*** Source data ***
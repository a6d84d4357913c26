//! Shared helpers for specs: a temp project with a state directory, and a
//! small DSL over `assert_cmd` for driving the `cm` binary.

#![allow(dead_code)]

use std::path::{Path, PathBuf};
use std::process::Command;
use std::time::Duration;

pub use cm_core::{Clock, FakeClock, Version, ENGINE_VERSION};
pub use cm_engine::{EngineConfig, Executor, FileResult, RunReport};
pub use serde_json::{json, Value};
use tempfile::TempDir;

/// A temp directory holding a managed state directory at `state/`.
pub struct Project {
    dir: TempDir,
}

impl Project {
    pub fn empty() -> Self {
        let project = Self { dir: tempfile::tempdir().unwrap() };
        std::fs::create_dir_all(project.state()).unwrap();
        project
    }

    pub fn root(&self) -> &Path {
        self.dir.path()
    }

    pub fn state(&self) -> PathBuf {
        self.dir.path().join("state")
    }

    /// Write a file relative to the project root.
    pub fn file(&self, rel: &str, content: &str) {
        let path = self.root().join(rel);
        std::fs::create_dir_all(path.parent().unwrap()).unwrap();
        std::fs::write(path, content).unwrap();
    }

    /// Write a JSON document relative to the state directory.
    pub fn config(&self, rel: &str, doc: Value) {
        self.file(&format!("state/{rel}"), &serde_json::to_string_pretty(&doc).unwrap());
    }

    pub fn read_config(&self, rel: &str) -> Value {
        serde_json::from_str(&self.read_raw(rel)).unwrap()
    }

    pub fn read_raw(&self, rel: &str) -> String {
        std::fs::read_to_string(self.state().join(rel)).unwrap()
    }

    /// Backup directories beside the state directory, sorted.
    pub fn backups(&self) -> Vec<String> {
        let mut names: Vec<String> = std::fs::read_dir(self.root())
            .unwrap()
            .map(|e| e.unwrap().file_name().to_string_lossy().into_owned())
            .filter(|n| n.starts_with("state.backup-"))
            .collect();
        names.sort();
        names
    }

    /// Engine settings for this project, with a short lock backoff.
    pub fn engine_config(&self) -> EngineConfig {
        let mut config = EngineConfig::for_state_dir(self.state());
        config.lock.base_delay = Duration::from_millis(5);
        config
    }

    pub fn executor(&self) -> Executor {
        Executor::new(&self.engine_config()).unwrap()
    }

    pub fn git_init(&self) {
        self.git(&["init", "-q"]);
    }

    pub fn git(&self, args: &[&str]) {
        let output = Command::new("git")
            .args(["-c", "user.name=cm", "-c", "user.email=cm@example.com", "-c", "commit.gpgsign=false"])
            .args(args)
            .current_dir(self.root())
            .env_remove("GIT_DIR")
            .env_remove("GIT_WORK_TREE")
            .output()
            .unwrap();
        assert!(output.status.success(), "git {args:?}: {}", String::from_utf8_lossy(&output.stderr));
    }

    /// `cm` running in the project root against its state directory.
    pub fn cm(&self) -> CliBuilder {
        let mut builder = cli();
        builder.cmd.current_dir(self.root()).env("CM_STATE_DIR", self.state());
        builder
    }
}

pub fn git_available() -> bool {
    Command::new("git").arg("--version").output().is_ok_and(|o| o.status.success())
}

/// `cm` with color and inherited state settings stripped.
pub fn cli() -> CliBuilder {
    let mut cmd = assert_cmd::Command::cargo_bin("cm").unwrap();
    cmd.env("NO_COLOR", "1")
        .env_remove("COLOR")
        .env_remove("CM_STATE_DIR")
        .env_remove("CM_LOG")
        .env_remove("CM_BACKUP_RETENTION");
    CliBuilder { cmd }
}

pub struct CliBuilder {
    cmd: assert_cmd::Command,
}

impl CliBuilder {
    pub fn args(mut self, args: &[&str]) -> Self {
        self.cmd.args(args);
        self
    }

    pub fn env(mut self, key: &str, value: &str) -> Self {
        self.cmd.env(key, value);
        self
    }

    fn output(mut self) -> RunOutput {
        let output = self.cmd.output().unwrap();
        RunOutput {
            code: output.status.code(),
            stdout: String::from_utf8_lossy(&output.stdout).into_owned(),
            stderr: String::from_utf8_lossy(&output.stderr).into_owned(),
        }
    }

    /// Run and require exit code 0.
    pub fn passes(self) -> RunOutput {
        let out = self.output();
        assert_eq!(out.code, Some(0), "stdout:\n{}\nstderr:\n{}", out.stdout, out.stderr);
        out
    }

    /// Run and require a specific non-zero exit code.
    pub fn fails_with(self, code: i32) -> RunOutput {
        let out = self.output();
        assert_eq!(out.code, Some(code), "stdout:\n{}\nstderr:\n{}", out.stdout, out.stderr);
        out
    }
}

pub struct RunOutput {
    pub code: Option<i32>,
    pub stdout: String,
    pub stderr: String,
}

impl RunOutput {
    pub fn stdout_has(self, needle: &str) -> Self {
        assert!(self.stdout.contains(needle), "stdout missing {needle:?}:\n{}", self.stdout);
        self
    }

    pub fn stdout_lacks(self, needle: &str) -> Self {
        assert!(!self.stdout.contains(needle), "stdout unexpectedly has {needle:?}:\n{}", self.stdout);
        self
    }

    pub fn stderr_has(self, needle: &str) -> Self {
        assert!(self.stderr.contains(needle), "stderr missing {needle:?}:\n{}", self.stderr);
        self
    }

    pub fn json(&self) -> Value {
        serde_json::from_str(&self.stdout).unwrap()
    }
}

/// The running engine version as the string stamped into files.
pub fn engine_version() -> String {
    ENGINE_VERSION.to_string()
}
// SPDX-License-Identifier: BUSL-1.1
// Copyright (c) 2026 Alfred Jean LLC

//! `cm compat` - check a dependent module against the running engine

use std::io::Write;
use std::path::PathBuf;

use anyhow::Result;
use clap::Args;
use cm_core::{Compatibility, Version, ENGINE_VERSION};
use cm_engine::{check_compatibility, check_module, ModuleError};
use serde::Serialize;

use crate::exit_error::ExitError;
use crate::output::{format_or_json, OutputFormat};

#[derive(Args)]
pub struct CompatArgs {
    /// Engine version the module was built against
    #[arg(required_unless_present = "manifest")]
    pub version: Option<Version>,

    /// Read the version from a module manifest (file or directory)
    #[arg(long, conflicts_with = "version")]
    pub manifest: Option<PathBuf>,
}

#[derive(Serialize)]
#[serde(rename_all = "camelCase")]
struct CompatOutput {
    #[serde(skip_serializing_if = "Option::is_none")]
    module: Option<String>,
    engine: Version,
    #[serde(flatten)]
    result: Compatibility,
}

pub fn handle(args: CompatArgs, format: OutputFormat) -> Result<()> {
    let (module, result) = match (args.manifest, args.version) {
        (Some(path), _) => match check_module(&path) {
            Ok((manifest, compat)) => (Some(manifest.name), compat),
            Err(ModuleError::Incompatible { name, source }) => {
                return Err(ExitError::rejected(format!("module '{name}': {source}")).into())
            }
            Err(e) => return Err(e.into()),
        },
        (None, Some(declared)) => match check_compatibility(&declared) {
            Ok(compat) => (None, compat),
            Err(e) => return Err(ExitError::rejected(e.to_string()).into()),
        },
        (None, None) => anyhow::bail!("either a version or --manifest is required"),
    };

    let output = CompatOutput { module, engine: ENGINE_VERSION, result };
    format_or_json(format, &output, |out| match &output.result {
        Compatibility::Compatible => writeln!(out, "compatible with engine {}", output.engine),
        Compatibility::Warning { declared, running } => writeln!(
            out,
            "warning: built for {declared}, running {running}; minor versions differ"
        ),
        Compatibility::Incompatible { remediation, .. } => writeln!(out, "incompatible: {remediation}"),
    })
}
*** End of Source data ***
- Exercise instructions
What is the number of lines in the records that contain the string "declared"? Give only that number.

- Exercise solution
3